Rachid Wehbi is a great name in contemporary Lebanese art. He is one of the most brilliant pioneers in that field. From his works, we can see clearly the new developments in Lebanese painting and understand how it attained a much richer standard in the art and in beauty.
This standard is well revealed in a number of artistic features, one of the most important of which is the artistic concern in what is called the play of abstraction (jeu d’abstraction). Where we see Rachid Wehbi follow a personal and a unique course -an original one indeed. In it he pays special attention to the firm relation between the two elements of art- namely the abstract and the concrete, using the concrete in the service of the abstract, with the consideration that the abstract is the basic subject for the artistic activity. Thus the painting becomes a piece of a splendid abstract fabric woven with a concrete tangible material, which enriches it with a complex and unique feature. It actually displays and combines together realistic, impressionist, and abstract elements.

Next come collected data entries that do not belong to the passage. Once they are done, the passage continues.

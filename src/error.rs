// Ultralytics 🚀 AGPL-3.0 License - https://ultralytics.com/license

//! Error types for the motion-capture library.

use std::fmt;

/// Result type alias for motion-capture operations.
pub type Result<T> = std::result::Result<T, MocapError>;

/// Main error type for the motion-capture library.
#[derive(Debug)]
pub enum MocapError {
    /// Wrapped `std::io::Error`.
    Io(std::io::Error),
    /// A recorded frame file (or calibration file) deviated from the known layouts.
    Parse(String),
    /// Error reported by a live data-stream client.
    Provider(String),
    /// Invalid configuration provided (e.g. a recording folder that is not a directory).
    Config(String),
}

impl fmt::Display for MocapError {
    fn fmt(&self, f: &mut fmt::Formatter<'_>) -> fmt::Result {
        match self {
            Self::Io(err) => write!(f, "IO error: {err}"),
            Self::Parse(msg) => write!(f, "Parse error: {msg}"),
            Self::Provider(msg) => write!(f, "Provider error: {msg}"),
            Self::Config(msg) => write!(f, "Config error: {msg}"),
        }
    }
}

impl std::error::Error for MocapError {
    fn source(&self) -> Option<&(dyn std::error::Error + 'static)> {
        match self {
            Self::Io(err) => Some(err),
            _ => None,
        }
    }
}

impl From<std::io::Error> for MocapError {
    fn from(err: std::io::Error) -> Self {
        Self::Io(err)
    }
}
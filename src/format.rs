// Ultralytics 🚀 AGPL-3.0 License - https://ultralytics.com/license

//! On-disk frame format: parsing and serialization.
//!
//! A recorded frame is a UTF-8 text file named `<frame_number>.txt`. Per
//! subject it contains a `Subject:` line, a `Marker Positions:` mapping, a
//! `Segment Poses:` mapping (16-element row-major 4x4 matrices or `None`),
//! and - in the current layout - a `Segment Local Rotations:` mapping
//! (9-element row-major 3x3 matrices or `None`), followed by a blank line.
//! An older layout omits the local-rotations line; the parser accepts both by
//! checking the line prefix explicitly rather than peeking at blankness.
//!
//! The mapping literals are Python/numpy reprs, e.g.
//! `{'LASI': array([0.1, 0.2, 0.3]), 'Root': None}`. They are parsed with a
//! small hand-rolled scanner to avoid dragging in a Python-literal dependency
//! for a three-production grammar.

use std::collections::BTreeMap;

use nalgebra::{Matrix3, Matrix4, Point3};

use crate::error::{MocapError, Result};

const SUBJECT_PREFIX: &str = "Subject: ";
const MARKER_POSITIONS_PREFIX: &str = "Marker Positions: ";
const SEGMENT_POSES_PREFIX: &str = "Segment Poses: ";
const SEGMENT_LOCAL_ROTATIONS_PREFIX: &str = "Segment Local Rotations: ";

/// The recorded data for one subject in one frame.
#[derive(Debug, Clone, Default, PartialEq)]
pub struct SubjectRecord {
    /// Visible marker positions in metres, indexed by marker name.
    pub marker_positions: BTreeMap<String, Point3<f64>>,
    /// Segment-from-world transforms, `None` where the segment was occluded.
    pub segment_poses: BTreeMap<String, Option<Matrix4<f64>>>,
    /// Parent-relative segment rotations, `None` where occluded or unrecorded.
    pub segment_local_rotations: BTreeMap<String, Option<Matrix3<f64>>>,
}

/// All subjects recorded in a single frame, indexed by subject name.
pub type FrameData = BTreeMap<String, SubjectRecord>;

/// Parse the contents of a frame file.
///
/// # Errors
///
/// Returns [`MocapError::Parse`] on any deviation from the two known layouts,
/// with the offending line number in the message.
pub fn parse_frame(text: &str) -> Result<FrameData> {
    let lines: Vec<&str> = text.lines().collect();
    let mut frame = FrameData::new();
    let mut i = 0;

    while i < lines.len() {
        if lines[i].trim().is_empty() {
            i += 1;
            continue;
        }

        let subject_name = strip_line_prefix(&lines, i, SUBJECT_PREFIX)?.to_string();
        let markers_src = strip_line_prefix(&lines, i + 1, MARKER_POSITIONS_PREFIX)?;
        let poses_src = strip_line_prefix(&lines, i + 2, SEGMENT_POSES_PREFIX)?;

        let mut record = SubjectRecord {
            marker_positions: parse_marker_dict(markers_src)
                .map_err(|e| at_line(e, i + 2))?,
            ..SubjectRecord::default()
        };

        for (name, values) in parse_matrix_dict(poses_src, 16).map_err(|e| at_line(e, i + 3))? {
            record
                .segment_poses
                .insert(name, values.map(|v| Matrix4::from_row_slice(&v)));
        }

        // The legacy layout stops after the segment poses; the current one
        // adds a local-rotations line.
        if let Some(rotations_src) =
            try_strip_line_prefix(&lines, i + 3, SEGMENT_LOCAL_ROTATIONS_PREFIX)
        {
            for (name, values) in
                parse_matrix_dict(rotations_src, 9).map_err(|e| at_line(e, i + 4))?
            {
                record
                    .segment_local_rotations
                    .insert(name, values.map(|v| Matrix3::from_row_slice(&v)));
            }
            i += 4;
        } else {
            i += 3;
        }

        frame.insert(subject_name, record);
    }

    Ok(frame)
}

/// Serialize a frame to the canonical (five-line-per-subject) layout.
#[must_use]
pub fn write_frame(frame: &FrameData) -> String {
    let mut output = String::new();

    for (subject_name, record) in frame {
        output.push_str(SUBJECT_PREFIX);
        output.push_str(subject_name);
        output.push('\n');

        output.push_str(MARKER_POSITIONS_PREFIX);
        write_dict(&mut output, &record.marker_positions, |out, p| {
            write_array(out, &[p.x, p.y, p.z]);
        });
        output.push('\n');

        output.push_str(SEGMENT_POSES_PREFIX);
        write_dict(&mut output, &record.segment_poses, |out, pose| match pose {
            Some(m) => write_array(out, m.transpose().as_slice()),
            None => out.push_str("None"),
        });
        output.push('\n');

        output.push_str(SEGMENT_LOCAL_ROTATIONS_PREFIX);
        write_dict(
            &mut output,
            &record.segment_local_rotations,
            |out, rotation| match rotation {
                Some(m) => write_array(out, m.transpose().as_slice()),
                None => out.push_str("None"),
            },
        );
        output.push_str("\n\n");
    }

    output
}

fn strip_line_prefix<'a>(lines: &[&'a str], index: usize, prefix: &str) -> Result<&'a str> {
    lines
        .get(index)
        .and_then(|line| line.strip_prefix(prefix))
        .ok_or_else(|| {
            MocapError::Parse(format!(
                "expected a line starting with {prefix:?} at line {}",
                index + 1
            ))
        })
}

fn try_strip_line_prefix<'a>(lines: &[&'a str], index: usize, prefix: &str) -> Option<&'a str> {
    lines.get(index).and_then(|line| line.strip_prefix(prefix))
}

fn at_line(err: MocapError, index: usize) -> MocapError {
    match err {
        MocapError::Parse(msg) => MocapError::Parse(format!("{msg} (line {})", index + 1)),
        other => other,
    }
}

// --- Mapping-literal scanning ---

fn parse_marker_dict(src: &str) -> Result<BTreeMap<String, Point3<f64>>> {
    let mut scanner = Scanner::new(src);
    let mut result = BTreeMap::new();
    scanner.parse_dict(|scanner, key| {
        let values = scanner.parse_array(3)?;
        result.insert(key, Point3::new(values[0], values[1], values[2]));
        Ok(())
    })?;
    Ok(result)
}

fn parse_matrix_dict(src: &str, expected_len: usize) -> Result<BTreeMap<String, Option<Vec<f64>>>> {
    let mut scanner = Scanner::new(src);
    let mut result = BTreeMap::new();
    scanner.parse_dict(|scanner, key| {
        if scanner.eat("None") {
            result.insert(key, None);
        } else {
            result.insert(key, Some(scanner.parse_array(expected_len)?));
        }
        Ok(())
    })?;
    Ok(result)
}

/// Cursor over a single mapping literal.
struct Scanner<'a> {
    input: &'a str,
    pos: usize,
}

impl<'a> Scanner<'a> {
    fn new(input: &'a str) -> Self {
        Self { input, pos: 0 }
    }

    fn rest(&self) -> &'a str {
        &self.input[self.pos..]
    }

    fn skip_whitespace(&mut self) {
        let trimmed = self.rest().trim_start();
        self.pos = self.input.len() - trimmed.len();
    }

    fn eat(&mut self, token: &str) -> bool {
        if self.rest().starts_with(token) {
            self.pos += token.len();
            true
        } else {
            false
        }
    }

    fn expect(&mut self, token: &str) -> Result<()> {
        if self.eat(token) {
            Ok(())
        } else {
            Err(MocapError::Parse(format!(
                "expected {token:?} at column {}",
                self.pos + 1
            )))
        }
    }

    /// Parse `{'key': <value>, ...}`, calling `parse_value` for each entry.
    fn parse_dict(
        &mut self,
        mut parse_value: impl FnMut(&mut Self, String) -> Result<()>,
    ) -> Result<()> {
        self.skip_whitespace();
        self.expect("{")?;
        self.skip_whitespace();
        if self.eat("}") {
            return Ok(());
        }

        loop {
            let key = self.parse_quoted_string()?;
            self.skip_whitespace();
            self.expect(":")?;
            self.skip_whitespace();
            parse_value(self, key)?;
            self.skip_whitespace();
            if self.eat(",") {
                self.skip_whitespace();
            } else {
                self.expect("}")?;
                return Ok(());
            }
        }
    }

    fn parse_quoted_string(&mut self) -> Result<String> {
        let quote = if self.eat("'") {
            '\''
        } else if self.eat("\"") {
            '"'
        } else {
            return Err(MocapError::Parse(format!(
                "expected a quoted key at column {}",
                self.pos + 1
            )));
        };

        match self.rest().find(quote) {
            Some(end) => {
                let key = self.rest()[..end].to_string();
                self.pos += end + 1;
                Ok(key)
            }
            None => Err(MocapError::Parse("unterminated string".to_string())),
        }
    }

    /// Parse `array([a, b, ...])` with exactly `expected_len` elements.
    fn parse_array(&mut self, expected_len: usize) -> Result<Vec<f64>> {
        self.expect("array(")?;
        self.skip_whitespace();
        self.expect("[")?;

        let mut values = Vec::with_capacity(expected_len);
        loop {
            self.skip_whitespace();
            if self.eat("]") {
                break;
            }
            values.push(self.parse_number()?);
            self.skip_whitespace();
            // Elements are comma-separated; numpy omits the trailing comma.
            self.eat(",");
        }

        self.skip_whitespace();
        self.expect(")")?;

        if values.len() == expected_len {
            Ok(values)
        } else {
            Err(MocapError::Parse(format!(
                "expected {expected_len} array elements, found {}",
                values.len()
            )))
        }
    }

    fn parse_number(&mut self) -> Result<f64> {
        let start = self.pos;
        let end = self
            .rest()
            .find(|c: char| !(c.is_ascii_alphanumeric() || matches!(c, '+' | '-' | '.')))
            .map_or(self.input.len(), |offset| self.pos + offset);

        let token = &self.input[start..end];
        self.pos = end;

        token.parse::<f64>().map_err(|_| {
            MocapError::Parse(format!("invalid number {token:?} at column {}", start + 1))
        })
    }
}

fn write_dict<V>(
    output: &mut String,
    entries: &BTreeMap<String, V>,
    mut write_value: impl FnMut(&mut String, &V),
) {
    output.push('{');
    for (i, (key, value)) in entries.iter().enumerate() {
        if i > 0 {
            output.push_str(", ");
        }
        output.push('\'');
        output.push_str(key);
        output.push_str("': ");
        write_value(output, value);
    }
    output.push('}');
}

fn write_array(output: &mut String, values: &[f64]) {
    output.push_str("array([");
    for (i, value) in values.iter().enumerate() {
        if i > 0 {
            output.push_str(", ");
        }
        output.push_str(&format!("{value:?}"));
    }
    output.push_str("])");
}
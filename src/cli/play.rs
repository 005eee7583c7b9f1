// Ultralytics 🚀 AGPL-3.0 License - https://ultralytics.com/license

use std::process;

use crate::calibration::SubjectFromSourceCache;
use crate::cli::args::PlayArgs;
use crate::designation::{compute_subject_designations, is_designatable};
use crate::detector::{DetectorOptions, SkeletonDetector};
use crate::offline::OfflineProvider;
use crate::provider::FrameProvider;
use crate::saver::FrameSaver;
use crate::{error, info, section, success, verbose, warn};

/// Replay a recorded session, reconstructing skeletons frame by frame.
pub fn run_playback(args: &PlayArgs) {
    crate::cli::logging::set_verbose(args.verbose);

    let mut provider = match OfflineProvider::new(&args.folder) {
        Ok(provider) => provider,
        Err(e) => {
            error!("{e}");
            process::exit(1);
        }
    };

    let saver = args.resave.as_ref().map(|folder| {
        FrameSaver::new(folder).unwrap_or_else(|e| {
            error!("Cannot create output folder: {e}");
            process::exit(1);
        })
    });

    let mut calibration_cache = args
        .calibration_dir
        .as_ref()
        .map(|dir| SubjectFromSourceCache::new(dir.clone()));

    let options = DetectorOptions {
        compute_poses: !args.keypoints_only,
        hallucinate_markers: !args.no_hallucinate,
    };
    let detector = SkeletonDetector::new(options);

    section!("Mocap playback");
    info!(
        "Playing back {} frame(s) from {}",
        provider.frame_count(),
        args.folder
    );

    let mut frames_played = 0usize;
    while args.limit.is_none_or(|limit| frames_played < limit) {
        if !provider.advance_frame() {
            if let Some(e) = provider.last_error() {
                error!("Stopping playback: {e}");
                process::exit(1);
            }
            break; // Recording exhausted.
        }
        frames_played += 1;

        let frame_number = provider.frame_number().unwrap_or_default();
        let skeletons = detector.detect_skeletons(&provider);

        verbose!("--- Frame {frame_number} ---");
        for (subject_name, skeleton) in &skeletons {
            verbose!(
                "{subject_name}: {} keypoint(s), {} bone(s), {} pose(s), {} local rotation(s)",
                skeleton.keypoints().len(),
                skeleton.bones().count(),
                skeleton.global_keypoint_poses().len(),
                skeleton.local_keypoint_rotations().len()
            );
        }

        if args.designations {
            let designations = compute_subject_designations(&provider, &skeletons, is_designatable);
            for (subject_name, candidates) in &designations {
                let ranked: Vec<String> = candidates
                    .iter()
                    .map(|(skeleton_name, distance)| format!("{skeleton_name} ({distance:.3}m)"))
                    .collect();
                verbose!("{subject_name} designated by: {}", ranked.join(", "));
            }
        }

        if let Some(cache) = calibration_cache.as_mut() {
            for subject_name in provider.subject_names() {
                if cache.get(&subject_name).is_none() {
                    verbose!("No subject-from-source calibration for {subject_name}");
                }
            }
        }

        if let Some(saver) = &saver {
            if let Err(e) = saver.save_frame(&provider) {
                warn!("Failed to re-save frame {frame_number}: {e}");
            }
        }
    }

    provider.terminate();
    success!("Played back {frames_played} frame(s)");
}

One of the characteristic features of Wehbi’s paintings is the way he is influenced by the two aspects of life-the objectivity and the subjectivity. These two movements combine together in one artistic unit which penetrates throughout the painting in line with the laws of growth and development. Thus the painting stands out as a living being completely built. Furthermore one feels in it the impulse of life beating in a way of harmony which brings it to the level of poetry.
From the purely technical aspects, there is projected in the paintings of Rachid Wehbi his great ability in the usage of the method of condensation and concentration. He treats this matter in an artistic way comparable to the elements of rhetoric in literary art.
Rachid Wehbi is also concerned about the importance of the value and strength of unity and about the organic adherence of the general abstract fabric of the painting to the extent that it becomes difficult to see a boundary or a limit to the ends of any color, or form, or shade, or light, except where the boundary reveals a meaning to an expression or to an artistic feature which is intended.
Finally one should mention Whebi’s love for elegance and sobriety in formulating the expression in form and colour in a very subtle and artistic way.
These are the most important artistic and aesthetic features which characterize the paintings of our great Lebanese artist, and which have paved the road for him to attain the well- deserved high position which he holds in the field of art in Lebanon. They have also made his works the forerunners of the new sound and serious movement in the Lebanese art of painting.